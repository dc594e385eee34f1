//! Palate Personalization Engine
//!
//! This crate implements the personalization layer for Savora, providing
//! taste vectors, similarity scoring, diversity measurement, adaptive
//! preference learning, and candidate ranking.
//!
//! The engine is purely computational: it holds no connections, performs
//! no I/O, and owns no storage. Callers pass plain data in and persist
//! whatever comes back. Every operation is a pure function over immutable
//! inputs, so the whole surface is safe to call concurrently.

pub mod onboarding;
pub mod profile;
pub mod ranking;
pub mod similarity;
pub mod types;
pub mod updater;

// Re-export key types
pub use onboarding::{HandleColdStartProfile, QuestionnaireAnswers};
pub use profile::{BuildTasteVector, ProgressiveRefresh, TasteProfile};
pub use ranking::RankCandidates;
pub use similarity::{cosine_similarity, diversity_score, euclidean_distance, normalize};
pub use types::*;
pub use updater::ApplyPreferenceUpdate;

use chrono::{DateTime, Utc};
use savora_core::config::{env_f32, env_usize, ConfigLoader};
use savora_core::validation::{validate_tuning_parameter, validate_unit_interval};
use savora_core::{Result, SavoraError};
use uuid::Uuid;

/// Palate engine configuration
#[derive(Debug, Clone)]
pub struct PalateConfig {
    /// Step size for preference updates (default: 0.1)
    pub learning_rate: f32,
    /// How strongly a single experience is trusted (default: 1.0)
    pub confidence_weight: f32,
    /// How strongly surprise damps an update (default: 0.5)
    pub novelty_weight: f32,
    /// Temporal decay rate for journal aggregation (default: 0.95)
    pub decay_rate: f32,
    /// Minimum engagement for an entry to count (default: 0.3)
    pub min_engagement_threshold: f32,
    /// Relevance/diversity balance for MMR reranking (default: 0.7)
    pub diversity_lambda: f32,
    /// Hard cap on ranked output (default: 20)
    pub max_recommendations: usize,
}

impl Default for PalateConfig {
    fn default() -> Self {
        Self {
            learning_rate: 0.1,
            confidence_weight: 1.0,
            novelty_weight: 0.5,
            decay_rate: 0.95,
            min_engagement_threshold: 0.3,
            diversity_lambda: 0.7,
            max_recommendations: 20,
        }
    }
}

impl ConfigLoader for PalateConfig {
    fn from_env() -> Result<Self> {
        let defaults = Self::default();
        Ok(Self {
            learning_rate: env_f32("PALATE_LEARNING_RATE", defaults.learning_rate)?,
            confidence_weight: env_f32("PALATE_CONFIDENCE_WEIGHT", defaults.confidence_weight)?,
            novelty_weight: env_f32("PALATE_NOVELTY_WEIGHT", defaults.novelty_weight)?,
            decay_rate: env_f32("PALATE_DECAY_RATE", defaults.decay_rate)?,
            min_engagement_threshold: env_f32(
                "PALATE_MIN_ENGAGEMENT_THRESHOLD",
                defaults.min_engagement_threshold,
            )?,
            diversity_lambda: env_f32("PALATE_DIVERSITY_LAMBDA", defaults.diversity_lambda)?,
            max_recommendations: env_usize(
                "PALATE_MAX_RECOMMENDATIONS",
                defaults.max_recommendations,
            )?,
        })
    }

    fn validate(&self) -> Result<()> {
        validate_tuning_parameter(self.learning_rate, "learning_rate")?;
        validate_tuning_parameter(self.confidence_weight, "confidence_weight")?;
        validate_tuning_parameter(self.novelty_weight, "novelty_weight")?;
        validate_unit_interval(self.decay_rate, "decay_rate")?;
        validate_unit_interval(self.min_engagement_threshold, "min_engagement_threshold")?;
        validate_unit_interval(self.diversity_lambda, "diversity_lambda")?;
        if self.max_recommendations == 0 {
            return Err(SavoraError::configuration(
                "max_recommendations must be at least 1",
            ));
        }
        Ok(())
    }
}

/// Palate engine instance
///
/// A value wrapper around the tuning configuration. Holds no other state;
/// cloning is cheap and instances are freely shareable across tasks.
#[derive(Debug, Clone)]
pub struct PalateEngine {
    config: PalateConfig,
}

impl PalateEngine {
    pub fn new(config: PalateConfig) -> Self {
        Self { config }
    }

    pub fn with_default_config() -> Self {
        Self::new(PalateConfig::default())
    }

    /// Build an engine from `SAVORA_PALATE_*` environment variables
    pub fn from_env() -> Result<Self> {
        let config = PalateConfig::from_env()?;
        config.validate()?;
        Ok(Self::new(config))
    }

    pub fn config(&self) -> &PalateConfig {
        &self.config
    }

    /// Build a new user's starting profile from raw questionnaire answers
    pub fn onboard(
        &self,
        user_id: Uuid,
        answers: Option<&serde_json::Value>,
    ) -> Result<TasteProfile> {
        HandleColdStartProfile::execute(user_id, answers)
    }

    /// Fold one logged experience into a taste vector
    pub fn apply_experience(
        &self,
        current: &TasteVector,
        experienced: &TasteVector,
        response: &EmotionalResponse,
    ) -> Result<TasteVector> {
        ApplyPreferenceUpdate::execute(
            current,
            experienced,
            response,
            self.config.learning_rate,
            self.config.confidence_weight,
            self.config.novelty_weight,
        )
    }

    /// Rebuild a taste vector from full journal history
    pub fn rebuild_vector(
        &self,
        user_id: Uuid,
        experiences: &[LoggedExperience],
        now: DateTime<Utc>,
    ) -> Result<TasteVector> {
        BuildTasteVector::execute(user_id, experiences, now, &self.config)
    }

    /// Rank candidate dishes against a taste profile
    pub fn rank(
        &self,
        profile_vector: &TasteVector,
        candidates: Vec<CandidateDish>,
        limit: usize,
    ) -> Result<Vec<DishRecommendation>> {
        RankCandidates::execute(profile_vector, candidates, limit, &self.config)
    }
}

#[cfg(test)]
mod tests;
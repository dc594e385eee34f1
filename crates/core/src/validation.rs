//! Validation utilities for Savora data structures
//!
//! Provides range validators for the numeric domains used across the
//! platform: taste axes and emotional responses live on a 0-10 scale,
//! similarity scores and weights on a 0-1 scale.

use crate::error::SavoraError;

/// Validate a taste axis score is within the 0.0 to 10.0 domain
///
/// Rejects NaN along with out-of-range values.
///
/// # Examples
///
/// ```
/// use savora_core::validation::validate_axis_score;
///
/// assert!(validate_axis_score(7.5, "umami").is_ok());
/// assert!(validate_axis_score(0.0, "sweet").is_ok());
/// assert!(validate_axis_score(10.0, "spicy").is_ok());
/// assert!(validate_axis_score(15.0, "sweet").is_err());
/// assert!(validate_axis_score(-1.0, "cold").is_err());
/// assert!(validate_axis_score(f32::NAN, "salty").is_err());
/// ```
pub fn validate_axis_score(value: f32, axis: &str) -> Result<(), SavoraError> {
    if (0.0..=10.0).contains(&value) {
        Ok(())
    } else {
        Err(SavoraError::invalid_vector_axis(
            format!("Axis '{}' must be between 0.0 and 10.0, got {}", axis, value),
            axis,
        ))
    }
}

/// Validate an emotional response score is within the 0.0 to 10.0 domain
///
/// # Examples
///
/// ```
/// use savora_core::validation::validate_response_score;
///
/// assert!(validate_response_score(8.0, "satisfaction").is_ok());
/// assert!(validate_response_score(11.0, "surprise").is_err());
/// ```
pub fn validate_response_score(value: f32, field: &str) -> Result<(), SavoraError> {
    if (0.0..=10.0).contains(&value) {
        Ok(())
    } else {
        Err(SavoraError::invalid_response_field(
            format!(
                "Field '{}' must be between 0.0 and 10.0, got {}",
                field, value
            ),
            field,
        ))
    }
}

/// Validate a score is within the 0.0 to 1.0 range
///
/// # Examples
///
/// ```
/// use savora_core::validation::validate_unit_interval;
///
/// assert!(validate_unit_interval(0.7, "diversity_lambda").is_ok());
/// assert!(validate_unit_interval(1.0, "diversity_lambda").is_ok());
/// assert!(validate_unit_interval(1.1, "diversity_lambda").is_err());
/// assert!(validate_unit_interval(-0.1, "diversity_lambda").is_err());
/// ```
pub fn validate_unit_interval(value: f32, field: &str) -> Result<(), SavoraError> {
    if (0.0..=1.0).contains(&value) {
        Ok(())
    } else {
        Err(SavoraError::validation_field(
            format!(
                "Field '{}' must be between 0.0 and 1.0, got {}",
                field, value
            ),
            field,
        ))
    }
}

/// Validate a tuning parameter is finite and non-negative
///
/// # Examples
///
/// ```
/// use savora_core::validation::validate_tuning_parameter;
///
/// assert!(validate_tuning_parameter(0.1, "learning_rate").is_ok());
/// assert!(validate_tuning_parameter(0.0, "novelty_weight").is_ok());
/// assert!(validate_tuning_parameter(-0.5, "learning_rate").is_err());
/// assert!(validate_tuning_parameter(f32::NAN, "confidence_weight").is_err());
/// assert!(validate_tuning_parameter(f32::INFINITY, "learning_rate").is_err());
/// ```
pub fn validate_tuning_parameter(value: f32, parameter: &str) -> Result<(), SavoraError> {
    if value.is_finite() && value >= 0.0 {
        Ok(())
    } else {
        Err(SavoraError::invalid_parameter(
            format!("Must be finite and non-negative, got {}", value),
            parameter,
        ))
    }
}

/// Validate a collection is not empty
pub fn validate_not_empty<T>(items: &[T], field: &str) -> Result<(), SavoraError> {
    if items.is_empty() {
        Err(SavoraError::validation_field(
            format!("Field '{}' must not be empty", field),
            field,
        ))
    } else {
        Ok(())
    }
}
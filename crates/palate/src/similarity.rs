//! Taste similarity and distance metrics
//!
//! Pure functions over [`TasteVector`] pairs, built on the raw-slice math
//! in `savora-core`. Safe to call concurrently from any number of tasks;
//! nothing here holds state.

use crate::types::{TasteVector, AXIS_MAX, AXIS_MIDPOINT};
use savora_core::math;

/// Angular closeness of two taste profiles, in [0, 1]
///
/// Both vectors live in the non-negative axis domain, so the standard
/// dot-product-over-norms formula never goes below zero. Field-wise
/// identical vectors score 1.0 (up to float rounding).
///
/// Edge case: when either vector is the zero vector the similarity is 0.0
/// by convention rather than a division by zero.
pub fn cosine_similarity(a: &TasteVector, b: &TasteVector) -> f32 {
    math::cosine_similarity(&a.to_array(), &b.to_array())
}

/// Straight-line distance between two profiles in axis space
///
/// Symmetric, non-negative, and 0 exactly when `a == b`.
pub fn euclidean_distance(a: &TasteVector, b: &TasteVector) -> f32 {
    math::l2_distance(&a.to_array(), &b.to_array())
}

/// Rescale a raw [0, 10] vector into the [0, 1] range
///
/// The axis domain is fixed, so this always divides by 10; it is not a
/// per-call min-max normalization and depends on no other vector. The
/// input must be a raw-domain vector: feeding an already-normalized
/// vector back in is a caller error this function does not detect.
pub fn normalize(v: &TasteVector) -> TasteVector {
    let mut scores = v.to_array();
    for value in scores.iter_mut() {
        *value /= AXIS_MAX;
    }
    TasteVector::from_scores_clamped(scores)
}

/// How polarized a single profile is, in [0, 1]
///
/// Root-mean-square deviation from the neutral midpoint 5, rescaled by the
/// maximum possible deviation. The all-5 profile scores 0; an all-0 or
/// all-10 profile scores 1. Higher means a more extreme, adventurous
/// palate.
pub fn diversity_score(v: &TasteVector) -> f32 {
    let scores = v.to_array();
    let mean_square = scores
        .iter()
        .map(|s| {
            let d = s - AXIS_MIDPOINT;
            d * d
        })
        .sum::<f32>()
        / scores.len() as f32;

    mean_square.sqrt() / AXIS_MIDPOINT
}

^^^^

Assignment: Of all the entries above, output exactly the lines between the one holding "impl ConfigLoader for" and the one holding "config.validate()?;", inclusive.

Finished task:
impl ConfigLoader for PalateConfig {
    fn from_env() -> Result<Self> {
        let defaults = Self::default();
        Ok(Self {
            learning_rate: env_f32("PALATE_LEARNING_RATE", defaults.learning_rate)?,
            confidence_weight: env_f32("PALATE_CONFIDENCE_WEIGHT", defaults.confidence_weight)?,
            novelty_weight: env_f32("PALATE_NOVELTY_WEIGHT", defaults.novelty_weight)?,
            decay_rate: env_f32("PALATE_DECAY_RATE", defaults.decay_rate)?,
            min_engagement_threshold: env_f32(
                "PALATE_MIN_ENGAGEMENT_THRESHOLD",
                defaults.min_engagement_threshold,
            )?,
            diversity_lambda: env_f32("PALATE_DIVERSITY_LAMBDA", defaults.diversity_lambda)?,
            max_recommendations: env_usize(
                "PALATE_MAX_RECOMMENDATIONS",
                defaults.max_recommendations,
            )?,
        })
    }

    fn validate(&self) -> Result<()> {
        validate_tuning_parameter(self.learning_rate, "learning_rate")?;
        validate_tuning_parameter(self.confidence_weight, "confidence_weight")?;
        validate_tuning_parameter(self.novelty_weight, "novelty_weight")?;
        validate_unit_interval(self.decay_rate, "decay_rate")?;
        validate_unit_interval(self.min_engagement_threshold, "min_engagement_threshold")?;
        validate_unit_interval(self.diversity_lambda, "diversity_lambda")?;
        if self.max_recommendations == 0 {
            return Err(SavoraError::configuration(
                "max_recommendations must be at least 1",
            ));
        }
        Ok(())
    }
}

/// Palate engine instance
///
/// A value wrapper around the tuning configuration. Holds no other state;
/// cloning is cheap and instances are freely shareable across tasks.
#[derive(Debug, Clone)]
pub struct PalateEngine {
    config: PalateConfig,
}

impl PalateEngine {
    pub fn new(config: PalateConfig) -> Self {
        Self { config }
    }

    pub fn with_default_config() -> Self {
        Self::new(PalateConfig::default())
    }

    /// Build an engine from `SAVORA_PALATE_*` environment variables
    pub fn from_env() -> Result<Self> {
        let config = PalateConfig::from_env()?;
        config.validate()?;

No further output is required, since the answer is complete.